Я покачал головой. На что рассчитывала Нура? Какова моя роль в этой истории? Не спасателя и не целителя, иначе она предупредила бы меня заранее. Так что же?
Я протиснулся вперед между зеваками. Изменив голос, я назвался врачевателем и попросил служанку, чтобы она позволила мне прослушать госпожу. Та в надежде на чудо уступила мне место.
– Змея притаилась там, в корзине с финиками, – бормотала она, указывая в угол.
Я внимательно осмотрел уже похолодевшую руку Нуры: на ней виднелся укус, но один-единственный, не двойной; то не был укус гадюки, которая впрыскивает яд, вонзая в жертву два зуба. Порывшись тайком в ворохе Нуриных одежд, я извлек маленькую медную трубочку с иглой – несомненно, спрятанную Нурой. Вот чем она укололась: она назначила себе смертоносный укол, а змея была лишь для отвода глаз. Я воспользовался случаем, чтобы как следует разглядеть Нуру. Замаскировалась она великолепно, передо мной и впрямь лежала старая женщина: нежная розовая кожа была замазана желтоватой пудрой, толстый слой грима превратил мимические морщинки в тяжелые старческие складки, волосы на висках и на темени были обесцвечены.
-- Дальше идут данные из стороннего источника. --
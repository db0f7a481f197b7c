use std::fs::File;
use std::io::{BufReader, Read, Seek, SeekFrom};
use std::path::{Path, PathBuf};

use tracing::{debug, info, instrument, warn};

use crate::dng_pipeline::asset::mov::{self, Movie, SampleLocation, Track, VideoSampleEntry};
use crate::dng_pipeline::asset::reader::{AssetOpener, AssetReader};
use crate::dng_pipeline::asset::types::{AssetInfo, CompressedSample, TimecodeTrack};
use crate::dng_pipeline::common::error::{ConversionError, Result};
use crate::dng_pipeline::metadata::Orientation;

/// Opens QuickTime (.mov) files holding a ProRes RAW video track.
#[derive(Debug, Clone, Copy, Default)]
pub struct MovAssetOpener;

impl MovAssetOpener {
    pub fn new() -> Self {
        Self
    }
}

impl AssetOpener for MovAssetOpener {
    fn open(&self, path: &Path) -> Result<Box<dyn AssetReader>> {
        Ok(Box::new(MovAssetReader::open(path)?))
    }
}

/// Reads compressed samples from a parsed QuickTime file.
pub struct MovAssetReader {
    path: PathBuf,
    file: BufReader<File>,
    info: AssetInfo,
    samples: Vec<SampleLocation>,
}

impl MovAssetReader {
    #[instrument(skip_all, fields(path = %path.display()))]
    pub fn open(path: &Path) -> Result<Self> {
        let open_error = |reason: String| ConversionError::AssetOpen {
            path: path.to_path_buf(),
            reason,
        };

        let file = File::open(path).map_err(|e| open_error(e.to_string()))?;
        let mut file = BufReader::new(file);
        let movie = mov::parse_movie(&mut file).map_err(|e| open_error(e.to_string()))?;

        let track = movie
            .video_track()
            .ok_or_else(|| open_error("no video track".to_string()))?;
        let entry = track
            .video_entry
            .ok_or_else(|| open_error("video track has no sample description".to_string()))?;
        let info = describe(&movie, track, entry);

        if !info.codec.is_prores_raw() {
            warn!(codec = %info.codec, "Video track is not ProRes RAW");
        }
        info!(
            codec = %info.codec,
            width = info.width,
            height = info.height,
            frames = info.frame_count,
            "Opened asset"
        );

        Ok(Self {
            path: path.to_path_buf(),
            file,
            samples: track.samples.clone(),
            info,
        })
    }

    pub fn path(&self) -> &Path {
        &self.path
    }
}

fn describe(movie: &Movie, track: &Track, entry: VideoSampleEntry) -> AssetInfo {
    let m = track.matrix;

    let timecode = movie.timecode_track().and_then(|tc| {
        let entry = tc.timecode_entry?;
        let start = tc.timecode_start?;
        let frames_per_second = if entry.frames_per_second > 0 {
            u32::from(entry.frames_per_second)
        } else if entry.frame_duration > 0 {
            (f64::from(entry.timescale) / f64::from(entry.frame_duration)).round() as u32
        } else {
            0
        };
        Some(TimecodeTrack {
            start_frame: u64::from(start),
            frames_per_second,
            drop_frame: entry.drop_frame(),
        })
    });

    AssetInfo {
        codec: entry.codec,
        width: u32::from(entry.width),
        height: u32::from(entry.height),
        depth: (1..=16).contains(&entry.depth).then_some(entry.depth),
        frame_count: track.samples.len() as u64,
        timescale: track.timescale,
        frame_duration: track.samples.first().map(|s| s.duration).filter(|d| *d > 0),
        orientation: Orientation::from_display_matrix(m[0], m[1], m[3], m[4]),
        timecode,
        metadata: movie.metadata.clone(),
    }
}

impl AssetReader for MovAssetReader {
    fn info(&self) -> &AssetInfo {
        &self.info
    }

    fn read_sample(&mut self, index: u64) -> Result<CompressedSample> {
        let location = usize::try_from(index)
            .ok()
            .and_then(|i| self.samples.get(i))
            .copied()
            .ok_or(ConversionError::FrameIndex {
                index,
                frame_count: self.info.frame_count,
            })?;

        let decode_error = |e: std::io::Error| ConversionError::Decode {
            frame_index: index,
            cause: format!("reading sample at offset {}: {}", location.offset, e),
        };

        self.file
            .seek(SeekFrom::Start(location.offset))
            .map_err(decode_error)?;
        let mut data = vec![0u8; location.size as usize];
        self.file.read_exact(&mut data).map_err(decode_error)?;

        debug!(index, size = location.size, "Read sample");
        Ok(CompressedSample {
            index,
            data,
            decode_time: location.decode_time,
            duration: location.duration,
        })
    }
}
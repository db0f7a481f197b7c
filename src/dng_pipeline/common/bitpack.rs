//! MSB-first bit packing of sensor samples.
//!
//! Rows always start on a byte boundary, matching the TIFF layout for
//! uncompressed strips whose BitsPerSample is not a multiple of eight.

/// Number of bytes one packed row of `width` samples occupies.
pub fn packed_row_bytes(width: usize, bits: u16) -> usize {
    (width * bits as usize).div_ceil(8)
}

fn low_mask(bits: u16) -> u32 {
    (1u32 << bits) - 1
}

/// Packs `samples` (row-major, `width` samples per row) at `bits` per sample.
///
/// Only the low `bits` bits of every sample are kept.
pub fn pack_msb(samples: &[u16], bits: u16, width: usize) -> Vec<u8> {
    debug_assert!((1..=16).contains(&bits));
    if width == 0 {
        return Vec::new();
    }
    let rows = samples.len().div_ceil(width);
    let mut out = Vec::with_capacity(packed_row_bytes(width, bits) * rows);
    let mask = low_mask(bits);

    for row in samples.chunks(width) {
        let mut acc: u32 = 0;
        let mut filled: u32 = 0;
        for &sample in row {
            acc = (acc << bits) | (u32::from(sample) & mask);
            filled += u32::from(bits);
            while filled >= 8 {
                filled -= 8;
                out.push((acc >> filled) as u8);
            }
            acc &= (1u32 << filled) - 1;
        }
        if filled > 0 {
            out.push((acc << (8 - filled)) as u8);
        }
    }
    out
}

/// Unpacks complete rows from `data`; a trailing partial row is ignored.
pub fn unpack_msb(data: &[u8], bits: u16, width: usize) -> Vec<u16> {
    debug_assert!((1..=16).contains(&bits));
    let row_bytes = packed_row_bytes(width, bits);
    if row_bytes == 0 {
        return Vec::new();
    }
    let mask = low_mask(bits);
    let mut out = Vec::with_capacity(data.len() / row_bytes * width);

    for row in data.chunks_exact(row_bytes) {
        let mut bytes = row.iter();
        let mut acc: u32 = 0;
        let mut filled: u32 = 0;
        for _ in 0..width {
            while filled < u32::from(bits) {
                let Some(&byte) = bytes.next() else { break };
                acc = (acc << 8) | u32::from(byte);
                filled += 8;
            }
            filled -= u32::from(bits);
            out.push(((acc >> filled) & mask) as u16);
            acc &= (1u32 << filled) - 1;
        }
    }
    out
}

#[cfg(test)]
mod tests {
    use super::*;

    #[test]
    fn test_twelve_bit_pairs_pack_into_three_bytes() {
        let packed = pack_msb(&[0xABC, 0x123], 12, 2);
        assert_eq!(packed, vec![0xAB, 0xC1, 0x23]);
        assert_eq!(unpack_msb(&packed, 12, 2), vec![0xABC, 0x123]);
    }

    #[test]
    fn test_rows_are_padded_to_a_byte() {
        // 3 x 10-bit = 30 bits -> 4 bytes per row
        assert_eq!(packed_row_bytes(3, 10), 4);
        let samples = [0x3FF, 0x000, 0x3FF, 0x001, 0x002, 0x003];
        let packed = pack_msb(&samples, 10, 3);
        assert_eq!(packed.len(), 8);
        assert_eq!(packed[3] & 0b11, 0);
        assert_eq!(unpack_msb(&packed, 10, 3), samples.to_vec());
    }

    #[test]
    fn test_high_bits_are_masked() {
        let packed = pack_msb(&[0xFFFF], 4, 1);
        assert_eq!(packed, vec![0xF0]);
    }

    #[test]
    fn test_partial_trailing_row_is_dropped() {
        let packed = pack_msb(&[1, 2, 3, 4], 12, 2);
        assert_eq!(packed.len(), 6);
        assert_eq!(unpack_msb(&packed[..5], 12, 2), vec![1, 2]);
    }

    #[test]
    fn test_sixteen_bit_is_big_endian_bytes() {
        assert_eq!(pack_msb(&[0x1234], 16, 1), vec![0x12, 0x34]);
    }
}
Я стал догадываться об уготованной мне роли: Нура призвала меня к своему мертвому телу, чтобы я забрал его и хранил, пока оно не вернется к жизни…
Задача была не из легких. Сарра – законная супруга Авраама, неоспоримая первая женщина племени, боготворимая народом, и евреи непременно воздадут ей погребальные почести по достоинству, и мужчины, и женщины, и дети. Как незаметно выкрасть ее тело, когда сотни людей придут ей поклониться?
Вокруг зашумели; пастух, бегавший сообщить Аврааму печальную новость, крикнул, что вождь уже близко.
А я отправился восвояси. Мне следовало избегать встречи с ним, ведь он-то меня непременно узнает, и к тому же надо было наметить план действий.